The difference between provinces is strongly correlated with their population distribution in each risk group (Table 3). That means provinces with the worst cholesterol control have the highest population percentages in very high-risk groups.
Prescription Patterns and Drug Dosage
In most guidelines, if the target LDL-C level is not reached with the maximum tolerable dose of statins, the addition of another drug class, such as ezetimibe or PCSK9 inhibitors, is recommended.1 However, ezetimibe was rare in the study population, and PCSK9 inhibitors were not used. This suggests that physicians have not prescribed lipid-lowering drugs based on LDL-C levels and guidelines for patients with diabetes (Table 2). It also indicates the use of nearly identical prescription patterns for all patients, regardless of their individual needs.
Approximately 23% of patients with uncontrolled LDL-C levels received no medical treatment to lower their blood lipids. Additionally, 17.6% of the patients who did receive medication were not prescribed adequate doses (Table 2). These highlight the inadequate and low-quality care for patients with diabetes in selected provinces of the country. Therefore, it is crucial to take adequate measures to improve the performance of the medical staff, such as providing continuing medical education and developing evidence-based guidelines to enhance the quality of diabetes management.

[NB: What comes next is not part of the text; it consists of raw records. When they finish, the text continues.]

//! Normalized inbound request shared by every handler.

use std::collections::HashMap;
use std::fmt;

use serde::{Deserialize, Serialize};
use serde_json::{Map, Value};

use crate::error::ApiError;

pub const SESSION_TOKEN_HEADER: &str = "X-Session-Token";

#[derive(Debug, Clone, Copy, PartialEq, Eq)]
pub enum Method {
    Get,
    Post,
    Put,
    Delete,
    Options,
    Other,
}

impl Method {
    pub fn parse(raw: &str) -> Self {
        match raw.to_ascii_uppercase().as_str() {
            "GET" => Method::Get,
            "POST" => Method::Post,
            "PUT" => Method::Put,
            "DELETE" => Method::Delete,
            "OPTIONS" => Method::Options,
            _ => Method::Other,
        }
    }

    pub fn as_str(&self) -> &'static str {
        match self {
            Method::Get => "GET",
            Method::Post => "POST",
            Method::Put => "PUT",
            Method::Delete => "DELETE",
            Method::Options => "OPTIONS",
            Method::Other => "OTHER",
        }
    }
}

impl fmt::Display for Method {
    fn fmt(&self, f: &mut fmt::Formatter<'_>) -> fmt::Result {
        f.write_str(self.as_str())
    }
}

/// Transport-independent request: `{httpMethod, headers, body, queryStringParameters}`.
#[derive(Debug, Clone, Default, Serialize, Deserialize)]
#[serde(rename_all = "camelCase")]
pub struct HandlerRequest {
    #[serde(default)]
    pub http_method: String,
    #[serde(default)]
    pub headers: Option<HashMap<String, String>>,
    #[serde(default)]
    pub body: Option<String>,
    #[serde(default)]
    pub query_string_parameters: Option<HashMap<String, String>>,
}

impl HandlerRequest {
    pub fn new(method: &str) -> Self {
        Self {
            http_method: method.to_string(),
            ..Default::default()
        }
    }

    pub fn with_header(mut self, name: &str, value: &str) -> Self {
        self.headers
            .get_or_insert_with(HashMap::new)
            .insert(name.to_string(), value.to_string());
        self
    }

    pub fn with_body(mut self, body: impl Into<String>) -> Self {
        self.body = Some(body.into());
        self
    }

    pub fn with_query(mut self, name: &str, value: &str) -> Self {
        self.query_string_parameters
            .get_or_insert_with(HashMap::new)
            .insert(name.to_string(), value.to_string());
        self
    }

    /// Defaults to GET when the front door sent no method.
    pub fn method(&self) -> Method {
        if self.http_method.is_empty() {
            Method::Get
        } else {
            Method::parse(&self.http_method)
        }
    }

    /// Case-insensitive header lookup.
    pub fn header(&self, name: &str) -> Option<&str> {
        self.headers
            .as_ref()?
            .iter()
            .find(|(key, _)| key.eq_ignore_ascii_case(name))
            .map(|(_, value)| value.as_str())
    }

    pub fn session_token(&self) -> Option<&str> {
        self.header(SESSION_TOKEN_HEADER)
            .map(str::trim)
            .filter(|token| !token.is_empty())
    }

    pub fn query(&self, name: &str) -> Option<&str> {
        self.query_string_parameters
            .as_ref()?
            .get(name)
            .map(String::as_str)
            .filter(|value| !value.is_empty())
    }

    pub fn json_body(&self) -> Result<JsonBody, ApiError> {
        JsonBody::parse(self.body.as_deref())
    }
}

/// Parsed JSON object body. An absent or blank body is `{}`.
#[derive(Debug, Clone, Default, PartialEq)]
pub struct JsonBody(Map<String, Value>);

impl JsonBody {
    pub fn parse(raw: Option<&str>) -> Result<Self, ApiError> {
        let raw = match raw.map(str::trim) {
            None | Some("") => return Ok(Self::default()),
            Some(raw) => raw,
        };
        match serde_json::from_str::<Value>(raw).map_err(ApiError::malformed_body)? {
            Value::Object(map) => Ok(Self(map)),
            Value::Null => Ok(Self::default()),
            _ => Err(ApiError::bad_request("Request body must be a JSON object")),
        }
    }

    pub fn as_map(&self) -> &Map<String, Value> {
        &self.0
    }

    pub fn get(&self, key: &str) -> Option<&Value> {
        self.0.get(key)
    }

    /// Non-empty string value.
    pub fn text(&self, key: &str) -> Option<&str> {
        self.0.get(key)?.as_str().filter(|s| !s.is_empty())
    }

    /// Optional string with a default; present values of another type are rejected.
    pub fn text_or<'a>(&'a self, key: &str, default: &'a str) -> Result<&'a str, ApiError> {
        match self.0.get(key) {
            None | Some(Value::Null) => Ok(default),
            Some(Value::String(s)) => Ok(s.as_str()),
            Some(_) => Err(invalid_field(key)),
        }
    }

    /// Optional number with a default; present values of another type are rejected.
    pub fn number_or(&self, key: &str, default: f64) -> Result<f64, ApiError> {
        match self.0.get(key) {
            None | Some(Value::Null) => Ok(default),
            Some(Value::Number(n)) => n.as_f64().ok_or_else(|| invalid_field(key)),
            Some(_) => Err(invalid_field(key)),
        }
    }

    /// Row id given as a JSON number or a numeric string.
    pub fn id(&self, key: &str) -> Option<i64> {
        match self.0.get(key)? {
            Value::Number(n) => n.as_i64(),
            Value::String(s) => parse_id(s),
            _ => None,
        }
    }
}

pub fn parse_id(raw: &str) -> Option<i64> {
    raw.trim().parse::<i64>().ok()
}

fn invalid_field(key: &str) -> ApiError {
    ApiError::bad_request(format!("Invalid value for field '{}'", key))
}
use std::time::Duration;

use sqlx::{postgres::PgPoolOptions, PgPool};
use thiserror::Error;
use tracing::info;

use crate::config::DatabaseConfig;

/// Errors from the storage layer
#[derive(Debug, Error)]
pub enum DatabaseError {
    #[error("Missing configuration: {0}")]
    ConfigMissing(&'static str),

    /// A uniqueness constraint rejected the write.
    #[error("Conflict: {0}")]
    Conflict(String),

    #[error(transparent)]
    Migration(#[from] sqlx::migrate::MigrateError),

    #[error(transparent)]
    Sqlx(#[from] sqlx::Error),
}

/// Builds the process-wide connection pool. Requests borrow from it through
/// a [`crate::database::PgGateway`].
pub struct DatabaseManager;

impl DatabaseManager {
    /// Create the pool without opening a connection; the first request (or
    /// health check) connects.
    pub fn connect_lazy(config: &DatabaseConfig) -> Result<PgPool, DatabaseError> {
        let url = config
            .url
            .as_deref()
            .ok_or(DatabaseError::ConfigMissing("DATABASE_URL"))?;

        let pool = PgPoolOptions::new()
            .max_connections(config.max_connections)
            .acquire_timeout(Duration::from_secs(config.acquire_timeout_secs))
            .connect_lazy(url)?;

        info!(
            "Created database pool (max_connections={}, acquire_timeout={}s)",
            config.max_connections, config.acquire_timeout_secs
        );
        Ok(pool)
    }

    /// Apply the embedded schema migrations.
    pub async fn migrate(pool: &PgPool) -> Result<(), DatabaseError> {
        sqlx::migrate!("./migrations").run(pool).await?;
        info!("Database migrations applied");
        Ok(())
    }

    /// Pings the pool to ensure connectivity
    pub async fn health_check(pool: &PgPool) -> Result<(), DatabaseError> {
        sqlx::query("SELECT 1").execute(pool).await?;
        Ok(())
    }
}
//! Storage seam used by the handlers.
//!
//! A request acquires exactly one [`StorageScope`] and either commits it or
//! drops it. Dropping an uncommitted scope discards its writes and releases
//! the underlying connection.

use async_trait::async_trait;
use chrono::{DateTime, Utc};

use crate::database::manager::DatabaseError;
use crate::database::models::{
    FileRecord, Game, LoginRecord, NewFile, NewGame, NewPlatform, StreamingPlatform, UserProfile,
};
use crate::database::patch::Patch;

#[async_trait]
pub trait StorageGateway: Send + Sync {
    /// Borrow a connection for the lifetime of one request.
    async fn acquire(&self) -> Result<Box<dyn StorageScope>, DatabaseError>;

    async fn health_check(&self) -> Result<(), DatabaseError>;
}

/// One request's unit of work. Every owned-resource method is scoped by
/// `user_id`; rows belonging to other users behave as if absent.
#[async_trait]
pub trait StorageScope: Send {
    // Users
    async fn email_taken(&mut self, email: &str) -> Result<bool, DatabaseError>;
    /// Fails with [`DatabaseError::Conflict`] when the email is already registered.
    async fn insert_user(
        &mut self,
        email: &str,
        password_hash: &str,
        language: &str,
    ) -> Result<UserProfile, DatabaseError>;
    async fn find_login(&mut self, email: &str) -> Result<Option<LoginRecord>, DatabaseError>;
    async fn find_user(&mut self, user_id: i64) -> Result<Option<UserProfile>, DatabaseError>;
    async fn update_user(&mut self, user_id: i64, patch: &Patch) -> Result<Option<UserProfile>, DatabaseError>;
    async fn enable_two_factor(&mut self, user_id: i64, secret: &str) -> Result<(), DatabaseError>;
    /// The stored secret, only when 2FA is enabled.
    async fn two_factor_secret(&mut self, user_id: i64) -> Result<Option<String>, DatabaseError>;

    // Sessions
    async fn insert_session(
        &mut self,
        user_id: i64,
        token: &str,
        expires_at: DateTime<Utc>,
    ) -> Result<(), DatabaseError>;
    /// Owner of `token` when its `expires_at` is after `now`.
    async fn session_user(&mut self, token: &str, now: DateTime<Utc>) -> Result<Option<i64>, DatabaseError>;

    // Files
    async fn list_files(&mut self, user_id: i64) -> Result<Vec<FileRecord>, DatabaseError>;
    async fn insert_file(&mut self, user_id: i64, file: &NewFile) -> Result<FileRecord, DatabaseError>;
    async fn find_file(&mut self, user_id: i64, file_id: i64) -> Result<Option<FileRecord>, DatabaseError>;
    async fn delete_file(&mut self, user_id: i64, file_id: i64) -> Result<bool, DatabaseError>;

    // Games
    async fn list_games(&mut self, user_id: i64) -> Result<Vec<Game>, DatabaseError>;
    async fn insert_game(&mut self, user_id: i64, game: &NewGame) -> Result<Game, DatabaseError>;
    async fn update_game(&mut self, user_id: i64, game_id: i64, patch: &Patch) -> Result<Option<Game>, DatabaseError>;
    async fn delete_game(&mut self, user_id: i64, game_id: i64) -> Result<bool, DatabaseError>;

    // Streaming platforms
    async fn list_platforms(&mut self, user_id: i64) -> Result<Vec<StreamingPlatform>, DatabaseError>;
    async fn insert_platform(
        &mut self,
        user_id: i64,
        platform: &NewPlatform,
    ) -> Result<StreamingPlatform, DatabaseError>;
    async fn update_platform(
        &mut self,
        user_id: i64,
        platform_id: i64,
        patch: &Patch,
    ) -> Result<Option<StreamingPlatform>, DatabaseError>;
    async fn delete_platform(&mut self, user_id: i64, platform_id: i64) -> Result<bool, DatabaseError>;

    async fn commit(self: Box<Self>) -> Result<(), DatabaseError>;
}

Effectiveness of Medications
The effectiveness of lipid-lowering drugs was assessed by comparing the LDL-C reduction in patients taking atorvastatin for 2 years with a control group. The results of the authors’ retrospective cohort showed that the mean effectiveness of atorvastatin tablets (10, 20, and 40 mg) was a reduction of 11.56%, 10.13%, and 7.76% in LDL-C levels, respectively (Table 4). However, the effects were not directly related to the prescribed doses, and the level of blood-lipid reductions was lower than expected.25,26
Moreover, the findings show that about 60% of patients with diabetes in the provinces who did not meet the target LDL-C levels had been prescribed a proper DDD of atorvastatin. This indicates that patients either received fewer effective medications, needed higher doses, had to change their lifestyles, or experienced a combination of these factors. More research is necessary to verify each of these possibilities.
CONCLUSION
This study sheds light on the current state of lipid control in patients with T2D in Iran. It provides a stark, data-driven snapshot of the challenges in managing cholesterol in patients with diabetes.
Most people, especially those at the highest risk for heart attacks and strokes, are not getting enough treatment to meet evidence-based targets.

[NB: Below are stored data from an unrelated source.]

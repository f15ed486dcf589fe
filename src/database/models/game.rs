use chrono::{DateTime, Utc};
use serde::{Deserialize, Serialize};
use sqlx::FromRow;

#[derive(Debug, Clone, PartialEq, Serialize, Deserialize, FromRow)]
pub struct Game {
    pub id: i64,
    pub name: String,
    pub hours: f64,
    pub status: String,
    pub created_at: DateTime<Utc>,
    pub updated_at: DateTime<Utc>,
}

#[derive(Debug, Clone)]
pub struct NewGame {
    pub name: String,
    pub hours: f64,
    pub status: String,
}
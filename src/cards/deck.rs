use std::fmt;

use log::{debug, info};
use rand::Rng;
use rand::seq::SliceRandom;

use crate::cards::constants::{DECK_SIZE, HAND_SIZE, SUIT_COUNT, VALID_LABELS};
use crate::cards::errors::CardError;
use crate::cards::labels::{label_for_rank, parse_operand};

/// Four cards identified by rank
#[derive(Debug, Clone, Copy, PartialEq, Eq)]
pub struct Hand {
    ranks: [u8; HAND_SIZE],
}

impl Hand {
    pub fn new(ranks: [u8; HAND_SIZE]) -> Self {
        Self { ranks }
    }

    pub fn ranks(&self) -> [u8; HAND_SIZE] {
        self.ranks
    }

    /// Ranks as solver operands
    pub fn operands(&self) -> [f64; HAND_SIZE] {
        self.ranks.map(f64::from)
    }

    pub fn labels(&self) -> [&'static str; HAND_SIZE] {
        self.ranks.map(|rank| label_for_rank(rank).unwrap_or("?"))
    }
}

/// Renders the face labels, e.g. `A 10 K 3`
impl fmt::Display for Hand {
    fn fmt(&self, f: &mut fmt::Formatter) -> fmt::Result {
        write!(f, "{}", self.labels().join(" "))
    }
}

/// A deck of face labels; suits are irrelevant so only labels are kept
#[derive(Debug, Clone)]
pub struct Deck {
    cards: Vec<&'static str>,
}

impl Deck {
    /// 13 ranks in each of 4 suits
    pub fn standard() -> Self {
        let mut cards = Vec::with_capacity(DECK_SIZE);
        for _ in 0..SUIT_COUNT {
            cards.extend(VALID_LABELS);
        }
        Self { cards }
    }

    pub fn len(&self) -> usize {
        self.cards.len()
    }

    pub fn is_empty(&self) -> bool {
        self.cards.is_empty()
    }

    /// Shuffles the remaining cards and removes four of them.
    ///
    /// # Errors
    ///
    /// Returns `CardError::DeckExhausted` when fewer than four cards remain.
    pub fn draw<R: Rng + ?Sized>(&mut self, rng: &mut R) -> Result<Hand, CardError> {
        if self.cards.len() < HAND_SIZE {
            return Err(CardError::DeckExhausted {
                requested: HAND_SIZE,
                remaining: self.cards.len(),
            });
        }

        self.cards.shuffle(rng);
        let drawn = self.cards.split_off(self.cards.len() - HAND_SIZE);
        debug!("Drew {:?}, {} cards left", drawn, self.cards.len());

        let mut ranks = [0u8; HAND_SIZE];
        for (slot, label) in ranks.iter_mut().zip(drawn) {
            *slot = parse_operand(label)?;
        }

        let hand = Hand::new(ranks);
        info!("Drew hand {}", hand);
        Ok(hand)
    }
}

impl Default for Deck {
    fn default() -> Self {
        Self::standard()
    }
}
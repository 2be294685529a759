//! Card faces, hand parsing and random draws from a standard deck

pub mod constants;
mod deck;
mod errors;
mod labels;

pub use deck::{Deck, Hand};
pub use errors::CardError;
pub use labels::{label_for_rank, parse_hand, parse_operand};
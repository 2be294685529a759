use std::str::FromStr;

use log::debug;

use crate::expression::ast::{Expression, Operator};
use crate::expression::errors::ExpressionError;

/// Recursive descent over standard infix precedence: `*` and `/` bind
/// tighter than `+` and `-`, both left-associative, parentheses override.
struct Parser<'a> {
    chars: Vec<char>,
    pos: usize,
    source: &'a str,
}

impl<'a> Parser<'a> {
    fn new(source: &'a str) -> Self {
        Self {
            chars: source.chars().collect(),
            pos: 0,
            source,
        }
    }

    fn skip_whitespace(&mut self) {
        while self.chars.get(self.pos).is_some_and(|c| c.is_whitespace()) {
            self.pos += 1;
        }
    }

    fn peek(&mut self) -> Option<char> {
        self.skip_whitespace();
        self.chars.get(self.pos).copied()
    }

    fn parse_expr(&mut self) -> Result<Expression, ExpressionError> {
        let mut left = self.parse_term()?;
        while let Some(op) = self
            .peek()
            .and_then(Operator::from_symbol)
            .filter(|op| matches!(op, Operator::Add | Operator::Sub))
        {
            self.pos += 1;
            let right = self.parse_term()?;
            left = Expression::binary(op, left, right);
        }
        Ok(left)
    }

    fn parse_term(&mut self) -> Result<Expression, ExpressionError> {
        let mut left = self.parse_atom()?;
        while let Some(op) = self
            .peek()
            .and_then(Operator::from_symbol)
            .filter(|op| matches!(op, Operator::Mul | Operator::Div))
        {
            self.pos += 1;
            let right = self.parse_atom()?;
            left = Expression::binary(op, left, right);
        }
        Ok(left)
    }

    fn parse_atom(&mut self) -> Result<Expression, ExpressionError> {
        match self.peek() {
            None => Err(ExpressionError::UnexpectedEnd),
            Some('(') => {
                self.pos += 1;
                let inner = self.parse_expr()?;
                match self.peek() {
                    Some(')') => {
                        self.pos += 1;
                        Ok(inner)
                    }
                    Some(ch) => Err(ExpressionError::UnexpectedChar {
                        ch,
                        position: self.pos,
                    }),
                    None => Err(ExpressionError::UnexpectedEnd),
                }
            }
            Some(ch) if ch == '-' || ch == '.' || ch.is_ascii_digit() => self.parse_number(),
            Some(ch) => Err(ExpressionError::UnexpectedChar {
                ch,
                position: self.pos,
            }),
        }
    }

    fn parse_number(&mut self) -> Result<Expression, ExpressionError> {
        let start = self.pos;
        if self.chars.get(self.pos) == Some(&'-') {
            self.pos += 1;
        }
        while self
            .chars
            .get(self.pos)
            .is_some_and(|c| c.is_ascii_digit() || *c == '.')
        {
            self.pos += 1;
        }
        let literal: String = self
            .chars
            .get(start..self.pos)
            .unwrap_or_default()
            .iter()
            .collect();
        literal
            .parse::<f64>()
            .map(Expression::Number)
            .map_err(|_| ExpressionError::InvalidNumber(literal))
    }

    fn finish(mut self) -> Result<Expression, ExpressionError> {
        let expr = self.parse_expr()?;
        match self.peek() {
            None => {
                debug!("Parsed '{}' as {}", self.source, expr);
                Ok(expr)
            }
            Some(ch) => Err(ExpressionError::UnexpectedChar {
                ch,
                position: self.pos,
            }),
        }
    }
}

impl FromStr for Expression {
    type Err = ExpressionError;

    /// Parses an infix expression such as `(8 - 4) * (7 - 1)`
    fn from_str(s: &str) -> Result<Self, Self::Err> {
        Parser::new(s).finish()
    }
}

The prescribing pattern of lipid-lowering drugs was suboptimal, with a high rate of medication errors. The rate of achieving individualised LDL-C target levels was low, and the effectiveness of the prescribed medications fell short of expectations.

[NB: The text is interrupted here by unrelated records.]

use std::fmt;

use log::{debug, info};
use rayon::prelude::*;

use crate::expression::Expression;
use crate::iterator::constants::{OPERAND_COUNT, PERMUTATION_COUNT};
use crate::iterator::{Candidate, CandidateIterator};
use crate::solver::config::SolverConfig;

/// A candidate whose value matched the target, with its expression tree
#[derive(Debug, Clone, PartialEq)]
pub struct Solution {
    candidate: Candidate,
    expression: Expression,
}

impl Solution {
    pub fn candidate(&self) -> &Candidate {
        &self.candidate
    }

    pub fn expression(&self) -> &Expression {
        &self.expression
    }
}

impl fmt::Display for Solution {
    fn fmt(&self, f: &mut fmt::Formatter) -> fmt::Result {
        write!(f, "{}", self.expression)
    }
}

/// Evaluates every candidate over four operands and keeps those that reach
/// the target
pub struct ExpressionEnumerator {
    config: SolverConfig,
}

impl ExpressionEnumerator {
    pub fn new(config: SolverConfig) -> Self {
        Self { config }
    }

    /// Get a reference to the solver configuration
    pub fn config(&self) -> &SolverConfig {
        &self.config
    }

    /// Find every candidate that evaluates to the target.
    ///
    /// Solutions come back in enumeration order whether or not the search
    /// runs in parallel. Identical strings produced by different candidates
    /// are all kept.
    pub fn enumerate(&self, operands: &[f64; OPERAND_COUNT]) -> Vec<Solution> {
        info!(
            "Searching for expressions over {:?} that equal {}",
            operands, self.config.target
        );

        let solutions: Vec<Solution> = if self.config.parallel {
            // Indexed collect keeps the per-permutation batches in order
            let batches: Vec<Vec<Solution>> = (0..PERMUTATION_COUNT)
                .into_par_iter()
                .map(|permutation_index| self.search_permutation(operands, permutation_index))
                .collect();
            batches.into_iter().flatten().collect()
        } else {
            CandidateIterator::new()
                .filter_map(|candidate| self.check(operands, candidate))
                .collect()
        };

        info!("Found {} solution(s)", solutions.len());
        solutions
    }

    fn search_permutation(
        &self,
        operands: &[f64; OPERAND_COUNT],
        permutation_index: usize,
    ) -> Vec<Solution> {
        CandidateIterator::for_permutation(permutation_index)
            .filter_map(|candidate| self.check(operands, candidate))
            .collect()
    }

    fn check(&self, operands: &[f64; OPERAND_COUNT], candidate: Candidate) -> Option<Solution> {
        let value = candidate.evaluate(operands);
        if !self.config.comparison.matches(value, self.config.target) {
            return None;
        }

        let expression = candidate.expression(operands);
        debug!("Candidate {} matched: {}", candidate.index, expression);
        Some(Solution {
            candidate,
            expression,
        })
    }
}

impl Default for ExpressionEnumerator {
    fn default() -> Self {
        Self::new(SolverConfig::default())
    }
}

These findings emphasise the need for improved evidence-based prescription practices, enhanced medical staff performance, continued medical education, and better medication management to ensure improved lipid control in patients with T2D.
LIMITATIONS
This study has some limitations. Initially, the authors did not directly measure the patient’s adherence or compliance. However, since they selected patients with 5 years of complete medical records and at least four doctor visits per year, the authors estimated their adherence was over 70%. The authors also did not evaluate the patients’ kidney health or the toxicity of the drugs used in this study, which could influence the medication’s effectiveness.